1-(g) first time recursive scanning terminates, and produces new bunch of C_1={d1, d3, d5};

Fig. 2 is the precision comparison figure of four kinds of algorithms, is from left to right followed successively by CURE, BIRCH, K-means, CAQS (the present invention).

Embodiment

Below in conjunction with the drawings and specific embodiments, the present invention is described in detail.

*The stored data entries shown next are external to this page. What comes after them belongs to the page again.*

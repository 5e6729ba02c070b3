use hidapi::HidApi;
use hv_switching_board::{hid::Xr2280xBus, BusAddress, Error, Result, SwitchingBoard};
use std::{thread, time::Duration};

fn main() -> Result<()> {
    env_logger::init();
    let address = match std::env::args().nth(1) {
        Some(arg) => parse_address(&arg)?,
        None => 10,
    };

    let hid_api = HidApi::new()?;
    println!("Opening first XR2280x I2C bridge...");
    let bus = match Xr2280xBus::open_first(&hid_api) {
        Ok(bus) => bus,
        Err(e) => {
            eprintln!("Error opening bridge: {}", e);
            eprintln!(
                "Ensure device is connected and permissions are set (e.g., udev rules on Linux)."
            );
            return Err(e);
        }
    };
    bus.set_speed_khz(100)?;

    let mut board = SwitchingBoard::new(bus, BusAddress::new(address)?);
    let registers = board.detect_shift_register_count()?;
    println!(
        "Board at {} has {} shift registers ({} channels)",
        board.address(),
        registers,
        board.channel_count()
    );

    // Walk a single active channel across the board.
    let mut state = vec![false; board.channel_count()];
    for channel in 0..state.len() {
        state.fill(false);
        state[channel] = true;
        board.set_channel_states(&state)?;
        thread::sleep(Duration::from_millis(100));
    }

    state.fill(false);
    board.set_channel_states(&state)?;
    println!("All channels off: {:?}", board.get_channel_states()?.iter().all(|on| !on));
    Ok(())
}

// Decimal by default, hex with a `0x` prefix.
fn parse_address(arg: &str) -> Result<u8> {
    let parsed = match arg.strip_prefix("0x").or_else(|| arg.strip_prefix("0X")) {
        Some(hex) => u8::from_str_radix(hex, 16),
        None => arg.parse(),
    };
    parsed.map_err(|e| Error::ArgumentOutOfRange(format!("bad bus address {:?}: {}", arg, e)))
}
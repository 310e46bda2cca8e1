//! Module cache — process-lifetime export store.
//!
//! Keyed by `packageName::exportName`. No eviction: every distinct key ever
//! resolved stays cached until an explicit `clear`. Safe for concurrent
//! `get`/`put`; `put` overwrites silently so idempotent re-resolution is safe.

use chrono::{DateTime, Utc};
use serde::Serialize;
use std::collections::HashMap;
use tokio::sync::RwLock;

use crate::tools::RawExport;

/// A cached export with its insertion timestamp.
#[derive(Debug, Clone)]
pub struct CachedEntry {
    pub export: RawExport,
    pub cached_at: DateTime<Utc>,
}

/// Cache occupancy snapshot for `/cache/stats`.
#[derive(Debug, Clone, Serialize)]
#[serde(rename_all = "camelCase")]
pub struct CacheStats {
    pub size: usize,
    pub keys: Vec<String>,
}

/// Process-lifetime key-value store of resolved exports.
#[derive(Debug, Default)]
pub struct ModuleCache {
    entries: RwLock<HashMap<String, CachedEntry>>,
}

impl ModuleCache {
    pub fn new() -> Self {
        Self::default()
    }

    /// O(1), side-effect free lookup.
    pub async fn get(&self, key: &str) -> Option<CachedEntry> {
        self.entries.read().await.get(key).cloned()
    }

    /// Insert or overwrite.
    pub async fn put(&self, key: String, export: RawExport) -> CachedEntry {
        let entry = CachedEntry {
            export,
            cached_at: Utc::now(),
        };
        self.entries.write().await.insert(key, entry.clone());
        entry
    }

    /// Drop all entries, returning how many were removed.
    pub async fn clear(&self) -> usize {
        let mut entries = self.entries.write().await;
        let count = entries.len();
        entries.clear();
        count
    }

    /// Occupancy snapshot with sorted keys.
    pub async fn stats(&self) -> CacheStats {
        let entries = self.entries.read().await;
        let mut keys: Vec<String> = entries.keys().cloned().collect();
        keys.sort();
        CacheStats {
            size: entries.len(),
            keys,
        }
    }
}

#[cfg(test)]
mod tests {
    use super::*;
    use crate::tools::RawExport;
    use serde_json::Value;

    #[tokio::test]
    async fn test_put_get_overwrite() {
        let cache = ModuleCache::new();
        assert!(cache.get("a::b").await.is_none());

        cache
            .put("a::b".to_string(), RawExport::Opaque(Value::Null))
            .await;
        assert!(cache.get("a::b").await.is_some());

        // Overwrite is silent
        cache
            .put("a::b".to_string(), RawExport::Opaque(Value::Bool(true)))
            .await;
        assert_eq!(cache.stats().await.size, 1);
    }

    #[tokio::test]
    async fn test_clear_reports_count_and_empties() {
        let cache = ModuleCache::new();
        cache
            .put("a::b".to_string(), RawExport::Opaque(Value::Null))
            .await;
        cache
            .put("c::d".to_string(), RawExport::Opaque(Value::Null))
            .await;

        assert_eq!(cache.clear().await, 2);
        let stats = cache.stats().await;
        assert_eq!(stats.size, 0);
        assert!(stats.keys.is_empty());
    }

    #[tokio::test]
    async fn test_stats_keys_sorted() {
        let cache = ModuleCache::new();
        cache
            .put("z::z".to_string(), RawExport::Opaque(Value::Null))
            .await;
        cache
            .put("a::a".to_string(), RawExport::Opaque(Value::Null))
            .await;

        let stats = cache.stats().await;
        assert_eq!(stats.keys, vec!["a::a", "z::z"]);
    }
}
//! Factory normalization — best-effort strategy chain turning a raw export
//! into an execute-capable handle.
//!
//! Ordered, first success wins:
//! 1. already a handle → as-is
//! 2. factory → zero-argument build
//! 3. factory + non-empty env → build with the full env map, then a narrowed
//!    `{apiKey}` built from any env key containing `API_KEY`
//! 4. nothing worked → `NotExecutable`
//!
//! This is a heuristic chain, not a guarantee: a factory whose config needs
//! don't fit any strategy fails here and the request is over.

use serde_json::{json, Value};
use std::sync::Arc;

use crate::tools::{EnvMap, RawExport, Tool};
use crate::types::{Error, Result};

/// Normalize a resolved export into a runnable handle.
pub fn normalize(export: &RawExport, env: &EnvMap) -> Result<Arc<dyn Tool>> {
    let factory = match export {
        RawExport::Handle(tool) => return Ok(tool.clone()),
        RawExport::Factory(factory) => factory,
        RawExport::Opaque(_) => {
            return Err(Error::not_executable(
                "export has no execute capability or factory shape",
            ))
        }
    };

    // Zero-argument build comes before any env-based strategy.
    let zero_arg_err = match factory.build(None) {
        Ok(tool) => return Ok(tool),
        Err(e) => e,
    };

    if !env.is_empty() {
        let full_env = serde_json::to_value(env)
            .map_err(|e| Error::internal(format!("env serialization: {}", e)))?;
        if let Ok(tool) = factory.build(Some(&full_env)) {
            return Ok(tool);
        }

        if let Some(api_key) = narrowed_api_key(env) {
            if let Ok(tool) = factory.build(Some(&json!({ "apiKey": api_key }))) {
                return Ok(tool);
            }
        }
    }

    Err(Error::not_executable(format!(
        "factory could not be normalized: {}",
        zero_arg_err.message
    )))
}

/// First env value (by sorted key) whose key contains `API_KEY`.
fn narrowed_api_key(env: &EnvMap) -> Option<&str> {
    let mut keys: Vec<&String> = env.keys().filter(|k| k.contains("API_KEY")).collect();
    keys.sort();
    keys.first().map(|k| env[*k].as_str())
}

#[cfg(test)]
mod tests {
    use super::*;
    use crate::tools::{ToolDescriptor, ToolError, ToolFactory};
    use async_trait::async_trait;
    use std::sync::Mutex;

    #[derive(Debug)]
    struct NoopTool;

    #[async_trait]
    impl Tool for NoopTool {
        fn describe(&self) -> ToolDescriptor {
            ToolDescriptor {
                export_name: "noop".to_string(),
                description: "noop".to_string(),
                input_schema: Value::Null,
            }
        }

        async fn execute(
            &self,
            _params: Value,
            _env: &EnvMap,
        ) -> std::result::Result<Value, ToolError> {
            Ok(Value::Null)
        }
    }

    /// Factory that records every build attempt and succeeds only on the
    /// configured strategy.
    struct ProbeFactory {
        attempts: Mutex<Vec<String>>,
        succeed_on: fn(Option<&Value>) -> bool,
    }

    impl ProbeFactory {
        fn new(succeed_on: fn(Option<&Value>) -> bool) -> Self {
            Self {
                attempts: Mutex::new(Vec::new()),
                succeed_on,
            }
        }

        fn attempts(&self) -> Vec<String> {
            self.attempts.lock().unwrap().clone()
        }
    }

    impl ToolFactory for ProbeFactory {
        fn describe(&self) -> ToolDescriptor {
            ToolDescriptor {
                export_name: "probe".to_string(),
                description: "probe".to_string(),
                input_schema: Value::Null,
            }
        }

        fn build(&self, config: Option<&Value>) -> std::result::Result<Arc<dyn Tool>, ToolError> {
            let label = match config {
                None => "zero-arg".to_string(),
                Some(v) if v.get("apiKey").is_some() && v.as_object().is_some_and(|m| m.len() == 1) => {
                    "narrowed".to_string()
                }
                Some(_) => "full-env".to_string(),
            };
            self.attempts.lock().unwrap().push(label);
            if (self.succeed_on)(config) {
                Ok(Arc::new(NoopTool))
            } else {
                Err(ToolError::config("OPENAI_API_KEY is required"))
            }
        }
    }

    fn env_with_key() -> EnvMap {
        let mut env = EnvMap::new();
        env.insert("OPENAI_API_KEY".to_string(), "sk-test".to_string());
        env.insert("UNRELATED".to_string(), "x".to_string());
        env
    }

    #[test]
    fn test_handle_passes_through() {
        let export = RawExport::Handle(Arc::new(NoopTool));
        assert!(normalize(&export, &EnvMap::new()).is_ok());
    }

    #[test]
    fn test_zero_arg_attempted_before_env() {
        let factory = Arc::new(ProbeFactory::new(|c| c.is_none()));
        let export = RawExport::Factory(factory.clone());

        normalize(&export, &env_with_key()).unwrap();
        assert_eq!(factory.attempts(), vec!["zero-arg"]);
    }

    #[test]
    fn test_full_env_attempted_second() {
        let factory = Arc::new(ProbeFactory::new(|c| {
            c.is_some_and(|v| v.get("UNRELATED").is_some())
        }));
        let export = RawExport::Factory(factory.clone());

        normalize(&export, &env_with_key()).unwrap();
        assert_eq!(factory.attempts(), vec!["zero-arg", "full-env"]);
    }

    #[test]
    fn test_narrowed_api_key_last_resort() {
        let factory = Arc::new(ProbeFactory::new(|c| {
            c.is_some_and(|v| v.as_object().is_some_and(|m| m.len() == 1 && m.contains_key("apiKey")))
        }));
        let export = RawExport::Factory(factory.clone());

        let tool = normalize(&export, &env_with_key()).unwrap();
        assert_eq!(tool.describe().export_name, "noop");
        assert_eq!(factory.attempts(), vec!["zero-arg", "full-env", "narrowed"]);
    }

    #[test]
    fn test_all_strategies_fail_is_not_executable() {
        let factory = Arc::new(ProbeFactory::new(|_| false));
        let export = RawExport::Factory(factory);

        let err = normalize(&export, &env_with_key()).unwrap_err();
        assert!(matches!(err, Error::NotExecutable(_)));
    }

    #[test]
    fn test_empty_env_skips_config_strategies() {
        let factory = Arc::new(ProbeFactory::new(|_| false));
        let export = RawExport::Factory(factory.clone());

        assert!(normalize(&export, &EnvMap::new()).is_err());
        assert_eq!(factory.attempts(), vec!["zero-arg"]);
    }

    #[test]
    fn test_narrowed_key_selection_is_deterministic() {
        let mut env = EnvMap::new();
        env.insert("Z_API_KEY".to_string(), "z".to_string());
        env.insert("A_API_KEY".to_string(), "a".to_string());
        assert_eq!(narrowed_api_key(&env), Some("a"));
    }
}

Data sequence D={d1 in following examples, d2, d3, d4, d5, d6, d7, d8, d9}, known bunch has four, is C={C_1={d1, d3 respectively, d5}, C_2={d2, d6}, C_3={d4, d9}, C_4={d7, d8}}, and bunch in similarity between data be more than or equal to 0.8, between bunch, the similarity of data is all less than 0.8.In order to obtain correct cluster result, the similarity threshold inputted in specific operation process is set as 0.8.Use as follows based on the step of the recurrence clustering method of quicksort to this data sequence:

Step 1: input K=0.8, pending data sequence D;

Step 2: definition is used for pointer i, j of the pending data sequence of bilateral scanning as Suo Shi Fig. 1-(a), and i and j is pointed to respectively leftmost side data and the rightmost side data of pending data sequence;

Step 3: Stochastic choice data d1 is as reference data as Suo Shi Fig. 1-(a), because it is positioned at the leftmost side, therefore need not exchange;

Step 4: scan from right to left, calculate the similarity of current data that j specifies and reference value according to selected Similarity Measure mode and compare with K, because (d1, d9) similarity is less than similarity threshold, as shown in Fig. 1-(b), there is first time exchanges data, and a step that i pointer is moved to right, judge scan pointer, because i<j then performs step 5 in conversion scan direction;

Step 5: scan from left to right, the similarity of current data that i specifies and reference value is calculated according to selected Similarity Measure mode, because (d1, d2) similarity is less than similarity threshold, therefore move to right i pointer a step, also namely i pointer moves to right, and judges scan pointer, because i<j continues to perform step 5; Because (d1, d3) similarity is more than or equal to similarity threshold, second time exchanges data occurs as Suo Shi Fig. 1-(c), and j pointer is to the step that moves to left, judge scan pointer, because i<j then performs step 4 in conversion scan direction;

Step 4: scan from right to left, calculate the similarity of current data that j specifies and reference value according to selected Similarity Measure mode and compare with K, because (d1, d8) similarity is less than similarity threshold, third time exchanges data is there is as Suo Shi Fig. 1-(d), and a step that i pointer is moved to right, judge scan pointer, because i<j then performs step 5 in conversion scan direction;

Step 5: scan from left to right, the similarity of current data that i specifies and reference value is calculated according to selected Similarity Measure mode, because (d1, d5) similarity is more than or equal to similarity threshold, as Suo Shi Fig. 1-(e), there is the 4th secondary data exchange, and by j pointer to the step that moves to left, judge scan pointer, because i<j then performs step 4 in conversion scan direction;

Step 4: scan from right to left, calculate the similarity of current data that j specifies and reference value according to selected Similarity Measure mode and compare with K, because (d1, d7) similarity is less than similarity threshold, as Suo Shi Fig. 1-(f), there is the 5th secondary data exchange, and a step that i pointer is moved to right, judge scan pointer, because i=j then performs step 6;

Step 6: reference value and right data thereof delimited as new bunch of C_1={d1, d3, d5}, left data assignment is that new data set D recurrence performs step 1-6, until stop when left data number is less than or equal to 1.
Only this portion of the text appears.